→ **What to do**
Across the records below, how many lines include the word "filename"? State only the number.

____

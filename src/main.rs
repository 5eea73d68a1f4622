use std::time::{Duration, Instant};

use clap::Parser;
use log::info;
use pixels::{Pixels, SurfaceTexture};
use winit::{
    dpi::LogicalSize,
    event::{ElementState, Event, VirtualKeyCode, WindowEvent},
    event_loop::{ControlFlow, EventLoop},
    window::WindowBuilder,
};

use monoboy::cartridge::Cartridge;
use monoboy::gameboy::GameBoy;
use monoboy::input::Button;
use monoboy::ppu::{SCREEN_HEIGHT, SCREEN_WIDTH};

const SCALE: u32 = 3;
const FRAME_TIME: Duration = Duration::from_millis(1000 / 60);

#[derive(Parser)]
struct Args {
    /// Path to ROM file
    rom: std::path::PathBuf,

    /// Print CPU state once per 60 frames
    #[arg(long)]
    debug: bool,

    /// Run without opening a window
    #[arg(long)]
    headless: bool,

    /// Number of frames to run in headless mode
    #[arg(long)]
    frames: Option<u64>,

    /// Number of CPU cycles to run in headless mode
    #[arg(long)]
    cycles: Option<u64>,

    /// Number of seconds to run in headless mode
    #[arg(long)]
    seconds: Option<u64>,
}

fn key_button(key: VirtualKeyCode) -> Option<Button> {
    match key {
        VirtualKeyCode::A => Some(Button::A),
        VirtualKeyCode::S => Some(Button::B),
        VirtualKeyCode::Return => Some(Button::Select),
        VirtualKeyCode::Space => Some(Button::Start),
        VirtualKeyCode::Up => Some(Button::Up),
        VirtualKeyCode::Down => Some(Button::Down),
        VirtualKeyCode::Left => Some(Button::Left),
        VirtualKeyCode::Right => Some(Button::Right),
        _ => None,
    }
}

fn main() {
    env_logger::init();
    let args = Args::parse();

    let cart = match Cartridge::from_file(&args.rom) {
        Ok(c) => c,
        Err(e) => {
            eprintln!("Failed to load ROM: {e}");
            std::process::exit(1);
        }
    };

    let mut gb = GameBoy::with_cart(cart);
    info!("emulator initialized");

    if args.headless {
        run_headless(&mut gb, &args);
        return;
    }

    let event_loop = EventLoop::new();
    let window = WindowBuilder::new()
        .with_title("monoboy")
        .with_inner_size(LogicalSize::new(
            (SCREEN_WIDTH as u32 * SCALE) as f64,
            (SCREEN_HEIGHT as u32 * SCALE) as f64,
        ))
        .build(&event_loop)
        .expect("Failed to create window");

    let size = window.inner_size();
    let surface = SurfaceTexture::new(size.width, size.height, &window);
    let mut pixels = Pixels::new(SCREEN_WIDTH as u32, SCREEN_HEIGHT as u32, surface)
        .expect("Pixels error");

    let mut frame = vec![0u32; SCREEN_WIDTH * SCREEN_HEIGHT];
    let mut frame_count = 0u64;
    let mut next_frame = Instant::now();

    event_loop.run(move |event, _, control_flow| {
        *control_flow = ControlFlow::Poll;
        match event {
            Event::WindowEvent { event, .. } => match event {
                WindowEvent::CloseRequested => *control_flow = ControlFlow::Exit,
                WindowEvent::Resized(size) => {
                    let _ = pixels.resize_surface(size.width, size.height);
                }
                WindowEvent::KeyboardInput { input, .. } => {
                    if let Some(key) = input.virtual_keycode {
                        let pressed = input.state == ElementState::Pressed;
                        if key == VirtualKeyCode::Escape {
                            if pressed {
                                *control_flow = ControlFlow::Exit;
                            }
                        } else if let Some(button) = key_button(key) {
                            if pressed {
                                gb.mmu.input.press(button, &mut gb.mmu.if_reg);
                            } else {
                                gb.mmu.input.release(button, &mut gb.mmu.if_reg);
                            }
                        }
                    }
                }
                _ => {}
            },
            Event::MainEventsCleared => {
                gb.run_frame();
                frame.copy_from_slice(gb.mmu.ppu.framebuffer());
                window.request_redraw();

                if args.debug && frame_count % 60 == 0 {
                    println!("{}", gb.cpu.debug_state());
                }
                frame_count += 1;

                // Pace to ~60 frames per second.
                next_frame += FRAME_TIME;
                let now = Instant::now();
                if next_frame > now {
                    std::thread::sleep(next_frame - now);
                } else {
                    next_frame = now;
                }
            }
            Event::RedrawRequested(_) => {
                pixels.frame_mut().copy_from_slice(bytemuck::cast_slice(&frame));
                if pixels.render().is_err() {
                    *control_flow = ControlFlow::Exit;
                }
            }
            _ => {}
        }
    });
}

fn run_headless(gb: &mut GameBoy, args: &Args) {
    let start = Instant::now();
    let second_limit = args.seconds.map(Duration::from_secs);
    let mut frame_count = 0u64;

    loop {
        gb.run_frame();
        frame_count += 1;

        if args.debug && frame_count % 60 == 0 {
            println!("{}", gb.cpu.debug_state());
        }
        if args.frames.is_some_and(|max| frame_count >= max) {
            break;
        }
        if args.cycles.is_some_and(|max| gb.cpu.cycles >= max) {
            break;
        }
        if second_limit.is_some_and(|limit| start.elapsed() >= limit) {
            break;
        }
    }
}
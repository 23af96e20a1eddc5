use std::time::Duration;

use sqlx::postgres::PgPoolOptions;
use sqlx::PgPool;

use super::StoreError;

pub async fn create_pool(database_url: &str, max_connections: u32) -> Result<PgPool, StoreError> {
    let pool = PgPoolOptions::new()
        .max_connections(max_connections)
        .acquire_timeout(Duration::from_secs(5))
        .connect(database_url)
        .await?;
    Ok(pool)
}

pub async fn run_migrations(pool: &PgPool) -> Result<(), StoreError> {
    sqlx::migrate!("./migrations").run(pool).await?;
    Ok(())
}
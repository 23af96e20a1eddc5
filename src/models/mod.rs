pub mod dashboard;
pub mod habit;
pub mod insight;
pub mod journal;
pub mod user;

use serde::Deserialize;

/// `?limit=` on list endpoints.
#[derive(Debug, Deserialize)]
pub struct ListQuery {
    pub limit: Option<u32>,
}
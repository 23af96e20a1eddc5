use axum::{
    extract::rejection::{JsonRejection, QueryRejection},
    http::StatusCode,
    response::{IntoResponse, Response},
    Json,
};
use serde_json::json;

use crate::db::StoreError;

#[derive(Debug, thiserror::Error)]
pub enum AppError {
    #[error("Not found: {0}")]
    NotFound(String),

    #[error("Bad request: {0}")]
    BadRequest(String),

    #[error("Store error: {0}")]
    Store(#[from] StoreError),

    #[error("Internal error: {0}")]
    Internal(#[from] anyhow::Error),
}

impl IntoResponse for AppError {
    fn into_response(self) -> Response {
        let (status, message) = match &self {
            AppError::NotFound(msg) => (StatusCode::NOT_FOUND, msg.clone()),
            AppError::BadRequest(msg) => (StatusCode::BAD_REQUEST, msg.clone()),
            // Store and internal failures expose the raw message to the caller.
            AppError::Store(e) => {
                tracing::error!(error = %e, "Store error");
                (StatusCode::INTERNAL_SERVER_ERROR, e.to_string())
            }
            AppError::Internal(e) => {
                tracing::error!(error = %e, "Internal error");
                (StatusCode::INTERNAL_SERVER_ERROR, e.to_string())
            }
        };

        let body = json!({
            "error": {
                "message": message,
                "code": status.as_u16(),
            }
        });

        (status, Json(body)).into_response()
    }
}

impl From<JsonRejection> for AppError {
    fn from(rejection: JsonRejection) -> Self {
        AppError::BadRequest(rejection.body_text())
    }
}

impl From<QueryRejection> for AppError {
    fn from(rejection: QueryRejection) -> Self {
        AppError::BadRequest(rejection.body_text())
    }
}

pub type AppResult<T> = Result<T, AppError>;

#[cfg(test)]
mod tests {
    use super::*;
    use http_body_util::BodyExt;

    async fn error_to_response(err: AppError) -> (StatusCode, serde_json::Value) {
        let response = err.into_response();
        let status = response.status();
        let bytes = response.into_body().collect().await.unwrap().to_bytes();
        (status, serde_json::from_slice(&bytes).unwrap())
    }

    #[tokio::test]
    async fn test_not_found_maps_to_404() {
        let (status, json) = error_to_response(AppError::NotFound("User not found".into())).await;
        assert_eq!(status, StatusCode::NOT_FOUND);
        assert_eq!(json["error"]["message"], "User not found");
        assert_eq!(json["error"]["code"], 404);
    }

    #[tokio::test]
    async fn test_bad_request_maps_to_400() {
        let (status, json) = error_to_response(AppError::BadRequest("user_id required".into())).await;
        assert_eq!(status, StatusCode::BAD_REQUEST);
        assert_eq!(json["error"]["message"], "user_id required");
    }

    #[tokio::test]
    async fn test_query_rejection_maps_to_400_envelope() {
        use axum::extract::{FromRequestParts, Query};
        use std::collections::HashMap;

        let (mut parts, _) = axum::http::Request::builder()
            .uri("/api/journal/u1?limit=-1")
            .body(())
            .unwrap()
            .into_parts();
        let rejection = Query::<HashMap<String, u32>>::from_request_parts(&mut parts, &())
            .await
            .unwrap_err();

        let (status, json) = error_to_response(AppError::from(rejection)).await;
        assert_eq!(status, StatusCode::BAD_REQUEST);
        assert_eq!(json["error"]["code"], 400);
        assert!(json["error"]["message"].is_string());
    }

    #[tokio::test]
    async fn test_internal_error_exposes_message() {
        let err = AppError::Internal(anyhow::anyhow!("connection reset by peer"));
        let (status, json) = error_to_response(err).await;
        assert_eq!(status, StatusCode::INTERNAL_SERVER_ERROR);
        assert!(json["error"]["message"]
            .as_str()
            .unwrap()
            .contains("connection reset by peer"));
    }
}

____

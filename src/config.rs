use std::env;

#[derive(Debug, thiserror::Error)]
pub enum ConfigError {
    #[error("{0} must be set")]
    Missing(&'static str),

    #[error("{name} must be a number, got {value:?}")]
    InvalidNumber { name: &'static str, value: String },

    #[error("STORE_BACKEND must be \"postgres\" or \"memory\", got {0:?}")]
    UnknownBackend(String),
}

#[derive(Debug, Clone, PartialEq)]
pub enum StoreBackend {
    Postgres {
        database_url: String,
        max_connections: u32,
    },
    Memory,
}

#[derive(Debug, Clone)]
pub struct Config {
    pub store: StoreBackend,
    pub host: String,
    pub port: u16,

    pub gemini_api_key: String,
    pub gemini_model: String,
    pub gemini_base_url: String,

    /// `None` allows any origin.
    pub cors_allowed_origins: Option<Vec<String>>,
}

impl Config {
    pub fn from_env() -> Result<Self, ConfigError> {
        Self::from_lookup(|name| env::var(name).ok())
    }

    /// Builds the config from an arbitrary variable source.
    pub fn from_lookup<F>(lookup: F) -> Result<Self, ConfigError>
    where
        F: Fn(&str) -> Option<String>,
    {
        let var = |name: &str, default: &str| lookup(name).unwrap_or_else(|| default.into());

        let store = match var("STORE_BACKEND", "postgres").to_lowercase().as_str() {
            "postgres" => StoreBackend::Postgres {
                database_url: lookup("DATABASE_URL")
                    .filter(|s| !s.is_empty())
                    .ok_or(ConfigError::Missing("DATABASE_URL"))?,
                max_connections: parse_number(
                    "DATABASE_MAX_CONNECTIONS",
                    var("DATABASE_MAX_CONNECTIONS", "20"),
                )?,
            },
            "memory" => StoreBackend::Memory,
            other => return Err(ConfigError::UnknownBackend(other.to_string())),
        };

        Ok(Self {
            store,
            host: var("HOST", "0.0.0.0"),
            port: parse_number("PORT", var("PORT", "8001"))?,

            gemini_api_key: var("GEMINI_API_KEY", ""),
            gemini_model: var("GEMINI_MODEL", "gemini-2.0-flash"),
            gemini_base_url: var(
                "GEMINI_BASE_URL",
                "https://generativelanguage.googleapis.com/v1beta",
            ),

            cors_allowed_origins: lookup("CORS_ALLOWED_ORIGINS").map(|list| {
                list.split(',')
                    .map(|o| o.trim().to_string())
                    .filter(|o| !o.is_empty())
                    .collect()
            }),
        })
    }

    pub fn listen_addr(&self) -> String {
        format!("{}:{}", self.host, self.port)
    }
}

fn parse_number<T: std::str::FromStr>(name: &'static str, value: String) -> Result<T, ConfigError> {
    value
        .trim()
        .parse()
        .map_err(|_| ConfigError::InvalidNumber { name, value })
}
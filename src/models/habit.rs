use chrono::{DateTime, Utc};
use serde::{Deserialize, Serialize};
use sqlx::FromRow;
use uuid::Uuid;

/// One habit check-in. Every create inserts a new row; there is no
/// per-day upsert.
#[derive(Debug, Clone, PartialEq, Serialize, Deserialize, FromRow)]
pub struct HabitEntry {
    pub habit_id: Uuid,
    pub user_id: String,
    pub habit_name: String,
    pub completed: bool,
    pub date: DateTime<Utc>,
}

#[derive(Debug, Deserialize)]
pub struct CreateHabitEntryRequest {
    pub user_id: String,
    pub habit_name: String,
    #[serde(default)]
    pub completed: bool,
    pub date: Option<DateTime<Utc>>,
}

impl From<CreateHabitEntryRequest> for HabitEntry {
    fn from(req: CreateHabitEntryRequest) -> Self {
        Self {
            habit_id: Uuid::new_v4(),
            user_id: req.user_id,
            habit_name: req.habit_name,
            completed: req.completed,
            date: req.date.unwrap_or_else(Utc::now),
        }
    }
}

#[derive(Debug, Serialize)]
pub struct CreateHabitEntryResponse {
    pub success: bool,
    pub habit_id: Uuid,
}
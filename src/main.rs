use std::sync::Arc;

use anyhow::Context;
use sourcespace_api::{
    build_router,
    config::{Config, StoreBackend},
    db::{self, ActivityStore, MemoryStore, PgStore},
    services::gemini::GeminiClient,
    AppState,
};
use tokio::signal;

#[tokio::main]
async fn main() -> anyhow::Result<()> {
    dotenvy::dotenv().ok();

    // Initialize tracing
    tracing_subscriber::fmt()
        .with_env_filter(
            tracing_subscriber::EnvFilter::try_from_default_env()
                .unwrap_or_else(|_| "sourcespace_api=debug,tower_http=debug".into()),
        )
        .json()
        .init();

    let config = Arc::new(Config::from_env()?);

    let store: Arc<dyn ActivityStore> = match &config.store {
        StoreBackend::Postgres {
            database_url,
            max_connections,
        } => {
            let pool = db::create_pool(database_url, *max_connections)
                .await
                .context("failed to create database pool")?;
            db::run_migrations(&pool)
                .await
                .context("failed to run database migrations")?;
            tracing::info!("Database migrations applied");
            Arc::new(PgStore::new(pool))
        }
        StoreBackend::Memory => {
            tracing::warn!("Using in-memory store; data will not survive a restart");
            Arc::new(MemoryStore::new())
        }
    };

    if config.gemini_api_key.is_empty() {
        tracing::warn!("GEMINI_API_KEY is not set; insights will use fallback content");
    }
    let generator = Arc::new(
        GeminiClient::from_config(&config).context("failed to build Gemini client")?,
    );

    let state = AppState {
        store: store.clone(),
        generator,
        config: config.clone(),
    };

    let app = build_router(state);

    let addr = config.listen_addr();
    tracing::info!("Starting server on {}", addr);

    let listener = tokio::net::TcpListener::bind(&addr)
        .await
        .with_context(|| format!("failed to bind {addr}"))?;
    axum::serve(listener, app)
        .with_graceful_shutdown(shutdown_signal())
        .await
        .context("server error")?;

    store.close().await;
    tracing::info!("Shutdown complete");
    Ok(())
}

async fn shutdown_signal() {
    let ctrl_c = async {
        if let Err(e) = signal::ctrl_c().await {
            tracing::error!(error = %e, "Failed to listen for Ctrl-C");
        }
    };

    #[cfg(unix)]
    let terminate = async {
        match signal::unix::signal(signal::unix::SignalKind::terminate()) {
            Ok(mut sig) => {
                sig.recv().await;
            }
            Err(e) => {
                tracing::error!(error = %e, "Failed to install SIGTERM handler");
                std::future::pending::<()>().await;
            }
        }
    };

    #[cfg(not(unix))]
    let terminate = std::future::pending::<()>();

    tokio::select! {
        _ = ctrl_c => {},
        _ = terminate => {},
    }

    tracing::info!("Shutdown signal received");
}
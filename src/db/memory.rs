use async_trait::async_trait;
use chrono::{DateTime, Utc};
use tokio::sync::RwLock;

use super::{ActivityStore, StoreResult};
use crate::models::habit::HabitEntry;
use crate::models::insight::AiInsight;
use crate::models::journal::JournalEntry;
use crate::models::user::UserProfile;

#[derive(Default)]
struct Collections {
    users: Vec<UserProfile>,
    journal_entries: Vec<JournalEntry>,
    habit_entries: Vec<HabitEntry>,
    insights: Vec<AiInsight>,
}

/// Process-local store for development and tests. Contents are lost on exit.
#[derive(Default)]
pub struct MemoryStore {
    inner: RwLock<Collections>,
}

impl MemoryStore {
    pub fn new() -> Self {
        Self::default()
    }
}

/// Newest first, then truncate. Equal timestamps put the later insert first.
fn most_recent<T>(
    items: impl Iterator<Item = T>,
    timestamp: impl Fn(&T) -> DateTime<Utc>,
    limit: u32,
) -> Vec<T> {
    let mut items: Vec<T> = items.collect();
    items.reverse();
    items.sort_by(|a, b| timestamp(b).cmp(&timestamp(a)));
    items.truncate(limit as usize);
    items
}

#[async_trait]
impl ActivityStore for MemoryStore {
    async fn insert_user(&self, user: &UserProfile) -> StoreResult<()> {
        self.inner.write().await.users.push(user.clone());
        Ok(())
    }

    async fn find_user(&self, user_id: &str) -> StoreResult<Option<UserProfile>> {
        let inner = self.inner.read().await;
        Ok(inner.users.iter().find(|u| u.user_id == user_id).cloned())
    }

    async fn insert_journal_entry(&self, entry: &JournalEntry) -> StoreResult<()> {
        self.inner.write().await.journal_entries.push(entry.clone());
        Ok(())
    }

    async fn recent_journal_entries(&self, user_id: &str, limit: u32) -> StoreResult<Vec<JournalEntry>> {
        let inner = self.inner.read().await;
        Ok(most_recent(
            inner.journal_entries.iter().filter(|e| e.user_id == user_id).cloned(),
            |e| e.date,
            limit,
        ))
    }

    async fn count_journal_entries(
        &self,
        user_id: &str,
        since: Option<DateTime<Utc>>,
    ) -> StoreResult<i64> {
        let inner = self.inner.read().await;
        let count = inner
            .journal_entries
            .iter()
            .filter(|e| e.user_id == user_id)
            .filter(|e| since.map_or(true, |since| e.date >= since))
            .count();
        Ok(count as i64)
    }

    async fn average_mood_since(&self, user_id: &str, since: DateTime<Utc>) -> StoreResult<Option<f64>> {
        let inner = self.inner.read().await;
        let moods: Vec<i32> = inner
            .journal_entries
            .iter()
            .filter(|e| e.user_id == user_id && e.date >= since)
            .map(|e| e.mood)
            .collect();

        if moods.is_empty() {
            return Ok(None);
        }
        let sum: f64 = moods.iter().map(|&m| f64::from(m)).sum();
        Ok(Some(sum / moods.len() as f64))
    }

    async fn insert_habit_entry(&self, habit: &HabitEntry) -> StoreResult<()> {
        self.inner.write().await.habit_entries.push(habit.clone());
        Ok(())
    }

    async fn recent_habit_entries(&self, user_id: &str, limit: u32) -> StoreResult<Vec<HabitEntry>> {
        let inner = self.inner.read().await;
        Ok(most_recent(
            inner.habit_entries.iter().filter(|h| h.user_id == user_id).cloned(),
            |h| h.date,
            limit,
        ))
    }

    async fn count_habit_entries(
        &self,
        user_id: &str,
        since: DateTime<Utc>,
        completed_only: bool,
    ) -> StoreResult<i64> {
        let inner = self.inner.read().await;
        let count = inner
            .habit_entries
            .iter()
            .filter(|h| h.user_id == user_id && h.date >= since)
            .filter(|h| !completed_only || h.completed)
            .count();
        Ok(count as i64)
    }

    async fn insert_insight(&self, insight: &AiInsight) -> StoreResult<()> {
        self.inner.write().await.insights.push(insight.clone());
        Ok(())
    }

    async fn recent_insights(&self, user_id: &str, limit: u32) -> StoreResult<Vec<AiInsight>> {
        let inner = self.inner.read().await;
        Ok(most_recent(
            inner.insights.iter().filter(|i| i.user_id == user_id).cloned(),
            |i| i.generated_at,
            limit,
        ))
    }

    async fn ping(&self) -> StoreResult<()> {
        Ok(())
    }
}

____

→ **Exercise output**
6